Naturalmente con l’auspicio di uscire dalla crisi e puntare più in là a nuove prospettive. Ma, a parte il tamponamento di problemi d’emergenza (cassa integrazione, esodati, pagamento di debiti da parte dello Stato, ecc) quale strategie era in grado di esprimere il governo delle larghe intese per affrontare la crisi? Oggi è evidente che il distillato strategico della politica economica dei governi neoliberisti è l’aggiornamento di uno schema neocoloniale.
Ogni stato deve avere i conti in ordine, il lavoro flessibile, l’amministrazione efficiente, una bassa pressione fiscale perché il capitale finanziario che gira per il mondo in cerca di affari trovi conveniente investire. E dunque muovere la crescita economica, creare lavoro. Organizziamo i vantaggi comparati, in competizione con altri paesi, perché vengano a colonizzarci. Davvero un salto di qualità, sia di visione che di compiti, per la politica del nostro tempo.
Ora l’esperimento è rovinosamente fallito. Ma da esso non bisogna limitarsi a trarre la conseguenza che Berlusconi è uno dei più torvi lestofanti mai apparsi sulla scena politica del globo. Questo, almeno noi, lo sapevamo da un pezzo. La grande e luminosa lezione è che con le tresche trasformistiche della vecchia politica, con i pannicelli caldi delle ricette neoliberiste non si va da nessuna parte.

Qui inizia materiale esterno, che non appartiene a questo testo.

// Copyright (c) 2024-2025 DeepGraph Inc.
// SPDX-License-Identifier: Apache-2.0
//
//! Startup readiness probe
//!
//! The client and the database often start together. Before the first real
//! request, the pool GETs the server root until the discovery document
//! answers, sleeping a fixed interval between attempts. A success is
//! remembered for the pool's lifetime; a failure is not.

use parking_lot::Mutex;
use std::sync::atomic::{AtomicBool, Ordering};
use std::time::Instant;

use super::connection::Connection;
use crate::config::Config;
use crate::error::{RequestError, Result};

/// Substring identifying the server's discovery document
pub const READY_MARKER: &str = "neo4j_version";

#[derive(Default)]
pub(crate) struct ReadinessProbe {
    ready: AtomicBool,
    probing: Mutex<()>,
}

impl ReadinessProbe {
    pub(crate) fn is_ready(&self) -> bool {
        self.ready.load(Ordering::Acquire)
    }

    pub(crate) fn ensure(&self, connection: &Connection, config: &Config) -> Result<()> {
        if self.is_ready() {
            return Ok(());
        }

        // One prober at a time; later callers see the memoised result.
        let _guard = self.probing.lock();
        if self.is_ready() {
            return Ok(());
        }

        let retries = config.upstream_retries();
        let interval = config.upstream_retry_interval();
        let started = Instant::now();
        let mut attempt = 0;

        loop {
            let reason = match probe_once(connection) {
                Ok(()) => {
                    self.ready.store(true, Ordering::Release);
                    log::debug!(
                        "Server at {} is ready after {} attempt(s)",
                        connection.base_url(),
                        attempt + 1
                    );
                    return Ok(());
                }
                Err(reason) => reason,
            };

            if attempt >= retries {
                return Err(RequestError::ServerUnavailable {
                    url: connection.base_url().to_string(),
                    waited: started.elapsed(),
                    reason,
                }
                .into());
            }

            attempt += 1;
            log::warn!(
                "Server at {} not ready ({}), retry {}/{} in {:?}",
                connection.base_url(),
                reason,
                attempt,
                retries,
                interval
            );
            std::thread::sleep(interval);
        }
    }
}

fn probe_once(connection: &Connection) -> std::result::Result<(), String> {
    match connection.get("/") {
        Ok(response) if response.is_success() && response.body.contains(READY_MARKER) => Ok(()),
        Ok(response) if response.is_success() => {
            Err("discovery document missing from response".to_string())
        }
        Ok(response) => Err(format!("HTTP {}", response.status)),
        Err(e) => Err(e.to_string()),
    }
}
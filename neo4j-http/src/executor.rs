// Copyright (c) 2024-2025 DeepGraph Inc.
// SPDX-License-Identifier: Apache-2.0
//
//! HTTP calls of the transactional protocol
//!
//! | operation | request |
//! |---|---|
//! | begin | `POST /db/{db}/tx` with `Access-Mode`, answer carries `Location: .../tx/{id}` |
//! | run | `POST /db/{db}/tx/{id}` |
//! | commit | `POST /db/{db}/tx/{id}/commit` |
//! | rollback | `DELETE /db/{db}/tx/{id}` |
//! | one-shot | `POST /db/{db}/tx/commit` |
//!
//! A [`RequestExecutor`] owns one pooled connection for its whole lifetime
//! and gives it back to the pool when dropped.

use serde_json::json;
use std::fmt;

use crate::error::{Error, ResponseError, Result};
use crate::pool::{HttpResponse, PooledConnection};
use crate::query_log::{QueryLogger, RequestLabel};
use crate::result::{ResultMapper, Results};
use crate::statement::{statements_payload, Statement};
use crate::transaction::TransactionId;

/// Request header selecting the routing mode of a transaction
pub const ACCESS_MODE_HEADER: &str = "Access-Mode";

/// Transaction access mode
#[derive(Debug, Clone, Copy, PartialEq, Eq, Default)]
pub enum AccessMode {
    Read,
    #[default]
    Write,
}

impl AccessMode {
    pub fn as_str(&self) -> &'static str {
        match self {
            AccessMode::Read => "READ",
            AccessMode::Write => "WRITE",
        }
    }
}

impl fmt::Display for AccessMode {
    fn fmt(&self, f: &mut fmt::Formatter<'_>) -> fmt::Result {
        f.write_str(self.as_str())
    }
}

impl std::str::FromStr for AccessMode {
    type Err = String;

    fn from_str(s: &str) -> std::result::Result<Self, Self::Err> {
        match s.to_uppercase().as_str() {
            "READ" | "R" => Ok(AccessMode::Read),
            "WRITE" | "W" => Ok(AccessMode::Write),
            _ => Err(format!("Unknown access mode: {}. Valid options: read, write", s)),
        }
    }
}

/// Issues the transactional HTTP requests over one pooled connection
pub struct RequestExecutor {
    connection: PooledConnection,
    database: String,
    access_mode: AccessMode,
    mapper: ResultMapper,
    logger: QueryLogger,
}

impl RequestExecutor {
    pub fn new(
        connection: PooledConnection,
        database: impl Into<String>,
        access_mode: AccessMode,
        mapper: ResultMapper,
        logger: QueryLogger,
    ) -> Self {
        Self {
            connection,
            database: database.into(),
            access_mode,
            mapper,
            logger,
        }
    }

    pub fn access_mode(&self) -> AccessMode {
        self.access_mode
    }

    pub fn database(&self) -> &str {
        &self.database
    }

    /// Id of the pooled connection in use
    pub fn connection_id(&self) -> usize {
        self.connection.id()
    }

    /// Return the `results` array undecoded instead of result sets
    pub fn set_raw_results(&mut self, raw: bool) {
        self.mapper.set_raw(raw);
    }

    pub fn is_raw_results(&self) -> bool {
        self.mapper.is_raw()
    }

    /// Open a server-side transaction and return its id
    pub fn begin_transaction(&mut self) -> Result<TransactionId> {
        let path = self.transactions_path();
        let mode = self.access_mode;

        self.logger
            .instrument(mode, RequestLabel::Begin, &[], || {
                let response = self.connection.post(
                    &path,
                    &json!({ "statements": [] }),
                    &[(ACCESS_MODE_HEADER, mode.as_str())],
                )?;

                if !response.is_success() {
                    return Err(Error::TransactionBegin(response.body));
                }

                match response.location.as_deref().and_then(transaction_id_from_location) {
                    Some(id) => {
                        log::debug!("Began {} transaction {} on {}", mode, id, self.database);
                        Ok(id)
                    }
                    None => Err(Error::TransactionBegin(response.body)),
                }
            })
    }

    /// Run statements inside an open transaction
    pub fn run_statements(&mut self, id: TransactionId, statements: &[Statement]) -> Result<Results> {
        require_statements(statements)?;
        let path = self.transaction_path(id);
        self.post_statements(RequestLabel::Transaction(id), &path, statements, Some(id))
    }

    /// Begin, run and commit in a single request
    pub fn one_shot_transaction(&mut self, statements: &[Statement]) -> Result<Results> {
        require_statements(statements)?;
        let path = format!("{}/commit", self.transactions_path());
        self.post_statements(RequestLabel::OneShot, &path, statements, None)
    }

    /// Commit, optionally running final statements first
    pub fn commit_transaction(&mut self, id: TransactionId, statements: &[Statement]) -> Result<Results> {
        let path = format!("{}/commit", self.transaction_path(id));
        self.post_statements(RequestLabel::Transaction(id), &path, statements, Some(id))
    }

    pub fn rollback_transaction(&mut self, id: TransactionId) -> Result<Results> {
        let path = self.transaction_path(id);
        let mode = self.access_mode;

        self.logger
            .instrument(mode, RequestLabel::Transaction(id), &[], || {
                let response = self.connection.delete(&path)?;
                self.handle_transaction(response, Some(id))
            })
    }

    fn post_statements(
        &self,
        label: RequestLabel,
        path: &str,
        statements: &[Statement],
        id: Option<TransactionId>,
    ) -> Result<Results> {
        self.logger
            .instrument(self.access_mode, label, statements, || {
                let response = self.connection.post(
                    path,
                    &statements_payload(statements),
                    &[(ACCESS_MODE_HEADER, self.access_mode.as_str())],
                )?;
                self.handle_transaction(response, id)
            })
    }

    /// Common status handling for every transactional response
    fn handle_transaction(&self, response: HttpResponse, id: Option<TransactionId>) -> Result<Results> {
        if response.status == 404 {
            if let Some(id) = id {
                return Err(Error::TransactionNotFound(id));
            }
        }

        if !response.is_success() {
            let error = ResponseError::new(None, response.body)
                .with_response(response.status, response.url);
            return Err(Error::TransactionRollback(vec![error]));
        }

        self.mapper.parse(&response)
    }

    fn transactions_path(&self) -> String {
        format!("/db/{}/tx", self.database)
    }

    fn transaction_path(&self, id: TransactionId) -> String {
        format!("{}/{}", self.transactions_path(), id)
    }
}

impl fmt::Debug for RequestExecutor {
    fn fmt(&self, f: &mut fmt::Formatter<'_>) -> fmt::Result {
        f.debug_struct("RequestExecutor")
            .field("connection", &self.connection.id())
            .field("database", &self.database)
            .field("access_mode", &self.access_mode)
            .field("mapper", &self.mapper)
            .finish()
    }
}

fn require_statements(statements: &[Statement]) -> Result<()> {
    if statements.is_empty() {
        return Err(Error::InvalidArgument(
            "at least one statement is required".to_string(),
        ));
    }
    Ok(())
}

/// Positive integer in the trailing path segment of a `Location` header
pub fn transaction_id_from_location(location: &str) -> Option<TransactionId> {
    let segment = location.trim_end_matches('/').rsplit('/').next()?;
    match segment.parse::<TransactionId>() {
        Ok(id) if id > 0 => Some(id),
        _ => None,
    }
}

#[cfg(test)]
mod tests {
    use super::*;

    #[test]
    fn should_parse_trailing_transaction_id() {
        assert_eq!(
            transaction_id_from_location("http://localhost:7474/db/neo4j/tx/42"),
            Some(42)
        );
        assert_eq!(transaction_id_from_location("/db/neo4j/tx/7/"), Some(7));
    }

    #[test]
    fn should_reject_non_positive_or_non_numeric_ids() {
        assert_eq!(transaction_id_from_location("http://localhost:7474/db/neo4j/tx/abc"), None);
        assert_eq!(transaction_id_from_location("http://localhost:7474/db/neo4j/tx/0"), None);
        assert_eq!(transaction_id_from_location("http://localhost:7474/db/neo4j/tx/-3"), None);
        assert_eq!(transaction_id_from_location(""), None);
    }

    #[test]
    fn should_parse_access_modes() {
        assert_eq!("read".parse::<AccessMode>(), Ok(AccessMode::Read));
        assert_eq!("WRITE".parse::<AccessMode>(), Ok(AccessMode::Write));
        assert!("sideways".parse::<AccessMode>().is_err());
        assert_eq!(AccessMode::default().to_string(), "WRITE");
    }
}
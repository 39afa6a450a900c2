// Copyright (c) 2024-2025 DeepGraph Inc.
// SPDX-License-Identifier: Apache-2.0
//
//! Explicit transactions
//!
//! A [`Transaction`] wraps a [`RequestExecutor`] and the server-assigned id
//! and enforces the call order `begin -> run* -> commit | rollback`.
//! Misuse is rejected with `TransactionInBadState` before any request is
//! made.
//!
//! Every mutating call comes in two forms:
//! - strict (`begin`, `run`, `commit`, ...) propagates every error;
//! - tolerant (`begin_quietly`, `run_quietly`, ...) absorbs recoverable
//!   errors, closes and cleans the transaction, and returns `None`.

mod state;

pub use state::TransactionState;

use crate::error::{Error, Result};
use crate::executor::{AccessMode, RequestExecutor};
use crate::result::Results;
use crate::statement::{encode, Parameters, Statement};

/// Server-assigned transaction id (trailing segment of the `Location` header)
pub type TransactionId = u64;

#[derive(Debug)]
pub struct Transaction {
    id: Option<TransactionId>,
    state: TransactionState,
    access_mode: AccessMode,
    executor: Option<RequestExecutor>,
}

impl Transaction {
    /// A transaction in `NotStarted` state bound to `executor`
    pub fn new(executor: RequestExecutor) -> Self {
        Self {
            id: None,
            state: TransactionState::NotStarted,
            access_mode: executor.access_mode(),
            executor: Some(executor),
        }
    }

    pub fn id(&self) -> Option<TransactionId> {
        self.id
    }

    pub fn state(&self) -> TransactionState {
        self.state
    }

    pub fn access_mode(&self) -> AccessMode {
        self.access_mode
    }

    pub fn is_open(&self) -> bool {
        self.state.is_open()
    }

    /// Toggle raw results for subsequent calls
    pub fn set_raw_results(&mut self, raw: bool) {
        if let Some(executor) = self.executor.as_mut() {
            executor.set_raw_results(raw);
        }
    }

    pub fn begin(&mut self) -> Result<TransactionId> {
        if self.state != TransactionState::NotStarted {
            return Err(Error::bad_state(format!(
                "cannot begin: transaction is {}",
                self.state
            )));
        }

        let executor = self.executor_mut("begin")?;
        match executor.begin_transaction() {
            Ok(id) => {
                log::debug!(
                    "Transaction {} open on connection {}",
                    id,
                    executor.connection_id()
                );
                self.id = Some(id);
                self.state = TransactionState::Open;
                Ok(id)
            }
            Err(e) => {
                self.state = TransactionState::Closed;
                Err(e)
            }
        }
    }

    /// Run one statement
    pub fn run(&mut self, statement: impl Into<Statement>) -> Result<Results> {
        self.run_batch(&[statement.into()])
    }

    /// Run one statement given as text and parameters
    pub fn run_query(&mut self, text: &str, parameters: Parameters) -> Result<Results> {
        self.run_batch(&[encode(text, parameters)])
    }

    /// Run statements in order within a single request
    pub fn run_batch(&mut self, statements: &[Statement]) -> Result<Results> {
        let id = self.require_open("run")?;
        let result = self.executor_mut("run")?.run_statements(id, statements);

        if let Err(e) = &result {
            if e.closes_transaction() {
                log::debug!("Transaction {} closed by server: {}", id, e);
                self.state = TransactionState::Closed;
            }
        }
        result
    }

    /// Commit, running `statements` first if any are given
    pub fn commit(&mut self, statements: &[Statement]) -> Result<Results> {
        let id = self.require_open("commit")?;
        let result = self.executor_mut("commit")?.commit_transaction(id, statements);
        self.state = TransactionState::Closed;
        result
    }

    pub fn rollback(&mut self) -> Result<Results> {
        let id = self.require_open("rollback")?;
        let result = self.executor_mut("rollback")?.rollback_transaction(id);
        self.state = TransactionState::Closed;
        result
    }

    /// Release the executor (and its connection). Never fails; idempotent.
    pub fn cleanup(&mut self) {
        if self.executor.take().is_some() {
            log::debug!(
                "Cleaned up transaction {} ({})",
                self.label(),
                self.state
            );
        }
        self.state = TransactionState::Cleaned;
    }

    /// Run `operation`; a recoverable error closes and cleans the
    /// transaction and is replaced by `fallback(error)`. Other errors
    /// propagate unchanged.
    pub fn tolerate<T>(
        &mut self,
        operation: impl FnOnce(&mut Self) -> Result<T>,
        fallback: impl FnOnce(Error) -> T,
    ) -> Result<T> {
        match operation(self) {
            Ok(value) => Ok(value),
            Err(e) if e.is_recoverable() => {
                log::warn!("Transaction {} abandoned: {}", self.label(), e);
                if self.state != TransactionState::Cleaned {
                    self.state = TransactionState::Closed;
                    self.cleanup();
                }
                Ok(fallback(e))
            }
            Err(e) => Err(e),
        }
    }

    pub fn begin_quietly(&mut self) -> Result<Option<TransactionId>> {
        self.tolerate(|tx| tx.begin().map(Some), |_| None)
    }

    pub fn run_quietly(&mut self, statement: impl Into<Statement>) -> Result<Option<Results>> {
        let statement = statement.into();
        self.tolerate(|tx| tx.run_batch(&[statement]).map(Some), |_| None)
    }

    pub fn run_batch_quietly(&mut self, statements: &[Statement]) -> Result<Option<Results>> {
        self.tolerate(|tx| tx.run_batch(statements).map(Some), |_| None)
    }

    pub fn commit_quietly(&mut self, statements: &[Statement]) -> Result<Option<Results>> {
        self.tolerate(|tx| tx.commit(statements).map(Some), |_| None)
    }

    pub fn rollback_quietly(&mut self) -> Result<Option<Results>> {
        self.tolerate(|tx| tx.rollback().map(Some), |_| None)
    }

    fn require_open(&self, action: &str) -> Result<TransactionId> {
        match (self.state, self.id) {
            (TransactionState::Open, Some(id)) => Ok(id),
            (state, _) => Err(Error::bad_state(format!(
                "cannot {}: transaction is {}",
                action, state
            ))),
        }
    }

    fn executor_mut(&mut self, action: &str) -> Result<&mut RequestExecutor> {
        self.executor.as_mut().ok_or_else(|| {
            Error::bad_state(format!("cannot {}: transaction has been cleaned up", action))
        })
    }

    fn label(&self) -> String {
        match self.id {
            Some(id) => id.to_string(),
            None => "(unstarted)".to_string(),
        }
    }
}

impl Drop for Transaction {
    fn drop(&mut self) {
        if let (TransactionState::Open, Some(id), Some(executor)) =
            (self.state, self.id, self.executor.as_mut())
        {
            log::debug!("Transaction {} dropped while open, rolling back", id);
            if let Err(e) = executor.rollback_transaction(id) {
                log::debug!("Rollback of dropped transaction {} failed: {}", id, e);
            }
        }
    }
}
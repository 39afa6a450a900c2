// Copyright (c) 2024-2025 DeepGraph Inc.
// SPDX-License-Identifier: Apache-2.0
//
//! Client entry point
//!
//! The [`Client`] owns the connection pool and wires pool, executor,
//! transactions and one-shot requests together.
//!
//! ```no_run
//! use neo4j_http::{AccessMode, Client, Config, Statement};
//!
//! # fn main() -> neo4j_http::Result<()> {
//! let client = Client::new(Config::from_env()?)?;
//!
//! let count = client.with_transaction(AccessMode::Write, |tx| {
//!     tx.run(Statement::new("CREATE (n:User {name: $name})").param("name", "Klaus"))?;
//!     tx.run("MATCH (n:User) RETURN count(n) AS count")
//! })?;
//! println!("{:?}", count.single_value());
//!
//! // The application is responsible for closing the pool on exit.
//! client.shutdown();
//! # Ok(())
//! # }
//! ```

use serde::Deserialize;
use std::sync::atomic::AtomicU64;
use std::sync::Arc;

use crate::collector::StatementCollector;
use crate::config::Config;
use crate::error::{Error, ResponseError, Result};
use crate::executor::{AccessMode, RequestExecutor};
use crate::pool::ConnectionPool;
use crate::query_log::QueryLogger;
use crate::result::{ResponseHook, ResultMapper, Results};
use crate::statement::{encode, Parameters, Statement};
use crate::transaction::Transaction;

/// Discovery document served at the server root
#[derive(Debug, Clone, PartialEq, Deserialize)]
pub struct ServerInfo {
    pub neo4j_version: String,
    #[serde(default)]
    pub neo4j_edition: Option<String>,
    /// URL template of the transactional endpoint
    #[serde(default)]
    pub transaction: Option<String>,
    #[serde(default)]
    pub bolt_direct: Option<String>,
    #[serde(default)]
    pub bolt_routing: Option<String>,
}

pub struct Client {
    config: Arc<Config>,
    pool: ConnectionPool,
    hook: Option<ResponseHook>,
    request_counter: Arc<AtomicU64>,
}

impl Client {
    /// Validate `config` and set up an empty pool; no connection is made yet
    pub fn new(config: Config) -> Result<Self> {
        config.validate()?;
        let config = Arc::new(config);

        Ok(Self {
            pool: ConnectionPool::new(Arc::clone(&config)),
            config,
            hook: None,
            request_counter: Arc::new(AtomicU64::new(0)),
        })
    }

    pub fn from_env() -> Result<Self> {
        Self::new(Config::from_env()?)
    }

    /// Rewrite every response body before it is decoded
    pub fn with_response_hook<F>(mut self, hook: F) -> Self
    where
        F: Fn(&str) -> String + Send + Sync + 'static,
    {
        self.hook = Some(Arc::new(hook));
        self
    }

    pub fn config(&self) -> &Config {
        &self.config
    }

    pub fn pool(&self) -> &ConnectionPool {
        &self.pool
    }

    /// Requests timed by the query log so far
    pub fn requests_logged(&self) -> u64 {
        self.request_counter
            .load(std::sync::atomic::Ordering::Relaxed)
    }

    /// Check out a connection and bind an executor to it
    pub fn executor(&self, mode: AccessMode) -> Result<RequestExecutor> {
        let connection = self.pool.acquire()?;
        self.pool.ensure_server_ready(&connection)?;

        Ok(RequestExecutor::new(
            connection,
            self.config.database_name.clone(),
            mode,
            ResultMapper::new(self.config.raw_results, self.hook.clone()),
            QueryLogger::new(self.config.query_log, Arc::clone(&self.request_counter)),
        ))
    }

    /// A transaction that has not been started yet
    pub fn transaction(&self, mode: AccessMode) -> Result<Transaction> {
        Ok(Transaction::new(self.executor(mode)?))
    }

    /// A transaction already accepted by the server
    pub fn begin_transaction(&self, mode: AccessMode) -> Result<Transaction> {
        let mut tx = self.transaction(mode)?;
        tx.begin()?;
        Ok(tx)
    }

    /// Run `body` inside a transaction.
    ///
    /// An error from `body` rolls the transaction back and is returned as is.
    /// Otherwise the transaction is committed if `body` left it open. The
    /// transaction is cleaned up on every path; on unwinding its `Drop`
    /// rolls back and returns the connection.
    pub fn with_transaction<T, F>(&self, mode: AccessMode, body: F) -> Result<T>
    where
        F: FnOnce(&mut Transaction) -> Result<T>,
    {
        let mut tx = self.begin_transaction(mode)?;

        let result = match body(&mut tx) {
            Ok(value) if tx.is_open() => tx.commit(&[]).map(|_| value),
            Ok(value) => Ok(value),
            Err(e) => {
                if tx.is_open() {
                    if let Err(rollback_error) = tx.rollback() {
                        log::warn!(
                            "Rollback after failed transaction body also failed: {}",
                            rollback_error
                        );
                    }
                }
                Err(e)
            }
        };

        tx.cleanup();
        result
    }

    /// Tolerant form of [`Client::with_transaction`].
    ///
    /// Recoverable failures while beginning, inside `body`, or on commit
    /// yield `Ok(None)`. A failed commit counts as rolled back and is not
    /// retried. Errors outside the recoverable family still propagate.
    pub fn with_transaction_quietly<T, F>(&self, mode: AccessMode, body: F) -> Result<Option<T>>
    where
        F: FnOnce(&mut Transaction) -> Result<T>,
    {
        let mut tx = match self.transaction(mode) {
            Ok(tx) => tx,
            Err(e) if e.is_recoverable() => {
                log::warn!("Could not start transaction: {}", e);
                return Ok(None);
            }
            Err(e) => return Err(e),
        };

        if tx.begin_quietly()?.is_none() {
            return Ok(None);
        }

        let result = match body(&mut tx) {
            Ok(value) if tx.is_open() => tx.commit_quietly(&[]).map(|c| c.map(|_| value)),
            Ok(value) => Ok(Some(value)),
            Err(e) => {
                if tx.is_open() {
                    // Tolerant rollback never raises a recoverable error.
                    tx.rollback_quietly()?;
                }
                if e.is_recoverable() {
                    log::warn!("Transaction body failed: {}", e);
                    Ok(None)
                } else {
                    Err(e)
                }
            }
        };

        tx.cleanup();
        result
    }

    /// Collect statements with `body` and send them as one one-shot request.
    ///
    /// A body that adds no statements is `InvalidArgument`; no connection
    /// is taken in that case.
    pub fn with_one_shot<F>(&self, mode: AccessMode, body: F) -> Result<Results>
    where
        F: FnOnce(&mut StatementCollector),
    {
        let mut collector = StatementCollector::new();
        body(&mut collector);

        if collector.is_empty() {
            return Err(Error::InvalidArgument(
                "one-shot transaction needs at least one statement".to_string(),
            ));
        }

        self.executor(mode)?.one_shot_transaction(collector.statements())
    }

    /// Send `statements` as one one-shot request
    pub fn one_shot(&self, mode: AccessMode, statements: &[Statement]) -> Result<Results> {
        self.executor(mode)?.one_shot_transaction(statements)
    }

    /// One statement as a one-shot request
    pub fn run_query(&self, mode: AccessMode, text: &str, parameters: Parameters) -> Result<Results> {
        self.one_shot(mode, &[encode(text, parameters)])
    }

    /// Fetch the server's discovery document
    pub fn server_info(&self) -> Result<ServerInfo> {
        let connection = self.pool.acquire()?;
        let response = connection.get("/")?;

        if !response.is_success() {
            return Err(Error::Response(
                ResponseError::new(None, response.body).with_response(response.status, response.url),
            ));
        }

        serde_json::from_str(&response.body).map_err(|e| Error::InvalidJson(e.to_string()))
    }

    /// Close all pooled connections. Call once on application shutdown.
    pub fn shutdown(&self) {
        self.pool.shutdown();
    }
}

impl std::fmt::Debug for Client {
    fn fmt(&self, f: &mut std::fmt::Formatter<'_>) -> std::fmt::Result {
        f.debug_struct("Client")
            .field("uri", &self.config.uri)
            .field("database", &self.config.database_name)
            .field("pool", &self.pool)
            .field("response_hook", &self.hook.is_some())
            .finish()
    }
}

La caduta del governo Letta segna la sconfitta di una linea moderata del centro-sinistra che non potrà non avere conseguenze sui rapporti di forza interni al Pd e su tutta la sinistra. A destra le stampelle politiche si sono rotte. Nei prossimi mesi e anni o il Pd cambia rotta, affrontando il mare aperto, aprendosi alle realtà in fermento nella società, nelle fabbriche, nei gruppi intellettuali, o trascinerà con sé il paese sempre più in basso, ai margini dell’Europa e del mondo. Certo, se nel frattempo non avremo costruito alternative.